Yes, the movie was better than the book. Of course, if you’ve read the book, then you know that’s not saying much. The bar was pretty low to begin with. And one would hope that with a 40 mil production budget and a feminist director, that bar would inevitably be raised pretty high. Of course, as it’s been widely reported, the author E.L. James did everything she could to keep that bar right where it was, for the sake of her die-hard fans. So the movie was an improvement, but not a miracle.his

Rotten Tomatoes gives it a rating of 26%. Ouch. We guess that’s understandable if you’re judging it as a stand-alone movie. But we would argue that you can’t take it out of its context as Twilight fan-fiction turned historically successful — and historically acceptable — “mommy porn.” If you judge the movie by comparing it to its literary (and we use that term loosely) origin, then it’s smarter, funnier, and more believable. It’s also shot beautifully and delivers in the sexy department (though the book will still surely be better wank material for most women).
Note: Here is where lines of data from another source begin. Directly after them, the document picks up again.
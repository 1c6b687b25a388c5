//! Prometheus metrics for observability and monitoring.
//!
//! This module provides metric collection for the routing pipeline:
//! - Rule matching and target dispatch
//! - Handler attempts, retries and terminal outcomes
//! - Dead letter queue size and churn
//! - Projection store operations
//!
//! # Example
//!
//! ```rust,no_run
//! use orderbus_runtime::metrics::MetricsServer;
//!
//! # fn example() -> Result<(), Box<dyn std::error::Error>> {
//! let mut server = MetricsServer::new("0.0.0.0:9090".parse()?);
//! server.start()?;
//!
//! // Serve `server.render()` from a `/metrics` route.
//! # Ok(())
//! # }
//! ```

use metrics::{describe_counter, describe_gauge, describe_histogram};
use metrics_exporter_prometheus::{Matcher, PrometheusBuilder, PrometheusHandle};
use std::net::SocketAddr;
use std::time::Duration;
use thiserror::Error;

// Re-export metrics macros for use in other modules
pub use metrics::{counter, gauge, histogram};

/// Errors from metrics operations.
#[derive(Error, Debug)]
pub enum MetricsError {
    /// Failed to build metrics exporter
    #[error("Failed to build metrics exporter: {0}")]
    Build(String),
    /// Failed to install metrics exporter
    #[error("Failed to install metrics exporter: {0}")]
    Install(String),
    /// Failed to bind HTTP server
    #[error("Failed to bind metrics server: {0}")]
    Bind(#[from] std::io::Error),
}

/// Prometheus recorder plus the address its scrape endpoint should listen on.
///
/// The server itself only installs the global recorder; the binary mounts
/// [`render`](Self::render) on an HTTP route at [`addr`](Self::addr).
pub struct MetricsServer {
    addr: SocketAddr,
    handle: Option<PrometheusHandle>,
}

impl MetricsServer {
    /// Create a new metrics server.
    ///
    /// # Arguments
    ///
    /// * `addr` - Socket address to bind to (e.g., `0.0.0.0:9090`)
    #[must_use]
    pub const fn new(addr: SocketAddr) -> Self {
        Self { addr, handle: None }
    }

    /// Address the scrape endpoint should bind to.
    #[must_use]
    pub const fn addr(&self) -> SocketAddr {
        self.addr
    }

    /// Register metric descriptions and install the Prometheus recorder.
    ///
    /// # Errors
    ///
    /// Returns error if the exporter cannot be built or installed.
    ///
    /// # Note
    ///
    /// If a recorder is already installed (e.g., by another test), this logs a
    /// warning and returns `Ok` without a handle.
    pub fn start(&mut self) -> Result<(), MetricsError> {
        register_metrics();

        let builder = PrometheusBuilder::new()
            .set_buckets_for_metric(
                Matcher::Suffix("duration_seconds".to_string()),
                &[
                    0.001, 0.005, 0.01, 0.025, 0.05, 0.1, 0.25, 0.5, 1.0, 2.5, 5.0, 10.0,
                ],
            )
            .map_err(|e| MetricsError::Build(e.to_string()))?;

        match builder.install_recorder() {
            Ok(handle) => {
                self.handle = Some(handle);
                tracing::info!(addr = %self.addr, "Metrics recorder installed");
                Ok(())
            }
            Err(e) => {
                let err_msg = e.to_string();
                if err_msg.contains("already") {
                    tracing::warn!("Metrics recorder already initialized, skipping re-initialization");
                    Ok(())
                } else {
                    Err(MetricsError::Install(err_msg))
                }
            }
        }
    }

    /// Get the metrics handle for rendering.
    #[must_use]
    pub const fn handle(&self) -> Option<&PrometheusHandle> {
        self.handle.as_ref()
    }

    /// Render current metrics in Prometheus format.
    ///
    /// Returns `None` if the recorder was not installed by this server.
    #[must_use]
    pub fn render(&self) -> Option<String> {
        self.handle.as_ref().map(PrometheusHandle::render)
    }
}

fn register_metrics() {
    describe_counter!(
        "ingress_envelopes_total",
        "Envelopes accepted by the HTTP ingress"
    );
    describe_counter!(
        "router_envelopes_total",
        "Total number of envelopes routed"
    );
    describe_counter!(
        "router_unmatched_total",
        "Envelopes that matched no rule"
    );
    describe_counter!(
        "router_dispatches_total",
        "Dispatches started, per rule and target"
    );
    describe_counter!(
        "router_attempts_total",
        "Handler invocations, per rule and target"
    );
    describe_counter!(
        "router_retries_total",
        "Retries scheduled after a retryable failure"
    );
    describe_counter!(
        "router_delivered_total",
        "Dispatches that completed successfully"
    );
    describe_counter!(
        "router_rejected_total",
        "Dispatches that failed permanently"
    );
    describe_counter!(
        "router_dead_lettered_total",
        "Dispatches abandoned to the dead letter queue"
    );
    describe_histogram!(
        "router_dispatch_duration_seconds",
        "Time from first attempt to terminal outcome"
    );
    describe_gauge!(
        "router_in_flight",
        "Submitted envelopes whose dispatches have not all finished"
    );
    describe_counter!(
        "router_shutdown_total",
        "Router drains, per outcome"
    );
    describe_counter!(
        "router_refused_total",
        "Envelopes refused because the router was draining"
    );

    describe_gauge!("dlq_size", "Current dead letter queue size");
    describe_counter!("dlq_pushed_total", "Entries added to the dead letter queue");
    describe_counter!(
        "dlq_dropped_total",
        "Entries dropped because the queue was full"
    );
    describe_counter!("dlq_drained_total", "Entries drained from the queue");

    describe_counter!(
        "store_operations_total",
        "Projection store operations, per operation and outcome"
    );
    describe_histogram!(
        "store_operation_duration_seconds",
        "Projection store operation latency"
    );
}

/// Router metrics recorder.
pub struct RouterMetrics;

impl RouterMetrics {
    /// Record an envelope entering the router.
    pub fn record_envelope(matched_rules: usize) {
        counter!("router_envelopes_total").increment(1);
        if matched_rules == 0 {
            counter!("router_unmatched_total").increment(1);
        }
    }

    /// Record a dispatch being started.
    pub fn record_dispatch(rule: &str, target: &str) {
        counter!(
            "router_dispatches_total",
            "rule" => rule.to_string(),
            "target" => target.to_string()
        )
        .increment(1);
    }

    /// Record one handler invocation.
    pub fn record_attempt(target: &str) {
        counter!("router_attempts_total", "target" => target.to_string()).increment(1);
    }

    /// Record a retry being scheduled.
    pub fn record_retry(target: &str) {
        counter!("router_retries_total", "target" => target.to_string()).increment(1);
    }

    /// Record a successful delivery.
    pub fn record_delivered(target: &str, duration: Duration) {
        counter!("router_delivered_total", "target" => target.to_string()).increment(1);
        histogram!("router_dispatch_duration_seconds").record(duration.as_secs_f64());
    }

    /// Record a permanent failure.
    pub fn record_rejected(target: &str, error_kind: &'static str) {
        counter!(
            "router_rejected_total",
            "target" => target.to_string(),
            "kind" => error_kind
        )
        .increment(1);
    }

    /// Record an abandoned dispatch.
    pub fn record_dead_lettered(target: &str, reason: &'static str) {
        counter!(
            "router_dead_lettered_total",
            "target" => target.to_string(),
            "reason" => reason
        )
        .increment(1);
    }

    /// Record the number of submitted envelopes still routing.
    #[allow(clippy::cast_precision_loss)]
    pub fn record_in_flight(in_flight: usize) {
        gauge!("router_in_flight").set(in_flight as f64);
    }

    /// Record a submission refused during shutdown.
    pub fn record_refused() {
        counter!("router_refused_total").increment(1);
    }

    /// Record how a drain ended.
    pub fn record_shutdown(outcome: &'static str) {
        counter!("router_shutdown_total", "outcome" => outcome).increment(1);
    }
}

/// Projection store metrics recorder.
pub struct StoreMetrics;

impl StoreMetrics {
    /// Record one store operation and its latency.
    pub fn record_operation(operation: &'static str, ok: bool, duration: Duration) {
        let outcome = if ok { "ok" } else { "error" };
        counter!(
            "store_operations_total",
            "operation" => operation,
            "outcome" => outcome
        )
        .increment(1);
        histogram!("store_operation_duration_seconds", "operation" => operation)
            .record(duration.as_secs_f64());
    }
}

#[cfg(test)]
#[allow(clippy::unwrap_used)]
mod tests {
    use super::*;

    #[tokio::test]
    async fn test_metrics_server_creation() {
        let addr = "127.0.0.1:0".parse().unwrap();
        let server = MetricsServer::new(addr);
        assert!(server.handle().is_none());
        assert_eq!(server.addr(), addr);
    }

    #[tokio::test]
    async fn test_metrics_server_start_is_repeatable() {
        let mut first = MetricsServer::new("127.0.0.1:0".parse().unwrap());
        let mut second = MetricsServer::new("127.0.0.1:0".parse().unwrap());

        assert!(first.start().is_ok());
        assert!(second.start().is_ok());
    }

    #[tokio::test]
    async fn test_router_metrics_render() {
        let mut server = MetricsServer::new("127.0.0.1:0".parse().unwrap());
        server.start().unwrap();

        RouterMetrics::record_envelope(0);
        RouterMetrics::record_dispatch("new_order", "put_order");
        RouterMetrics::record_attempt("put_order");
        RouterMetrics::record_delivered("put_order", Duration::from_millis(5));
        StoreMetrics::record_operation("put_if_absent", true, Duration::from_millis(1));

        // The handle is None when another test installed the recorder first.
        if let Some(rendered) = server.render() {
            assert!(rendered.contains("router_envelopes_total"));
            assert!(rendered.contains("router_delivered_total"));
            assert!(rendered.contains("store_operations_total"));
        }
    }
}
Before the movie came out, we had a list of ten ways we hoped the movie would improve upon the book. Let’s see how it faired below. Then we’ll cover our pleasant surprises and less expected disappointments.

1. No cable ties: FAIL

In the first book, when Christian visits Ana at the hardware store and picks up some DIY bondage supplies, it’s implied — intentionally or not — that he’s hoping to use cable ties as wrist restraints on his next guest in his Red Room of Pain. Big mistake. HUGE! If used in such a way, cable ties could cause cuts, poor circulation, and a little thing called nerve damage. The only thing they should be used for in BDSM play is organizing all the cords of your various plug-in vibrators. The movie doubles down on the idea of cable ties by having Christian actually explain they are items, in addition to rope and cuffs, that he could use to restrain her. Bush league!

2.  No explosive orgasms from Ben Wa balls: SUCCESS

In the book, Christian pops them in, spanks away and then it’s Orgasm City. Very unrealistic, at least for the majority of women. They don’t even make a cameo in the movie, which we’re sure disappointed fans (there was no tampon removal either — damn, MPAA!). But at least by omitting the balls, the movie did away with another ridiculous sexual expectation most women can’t meet.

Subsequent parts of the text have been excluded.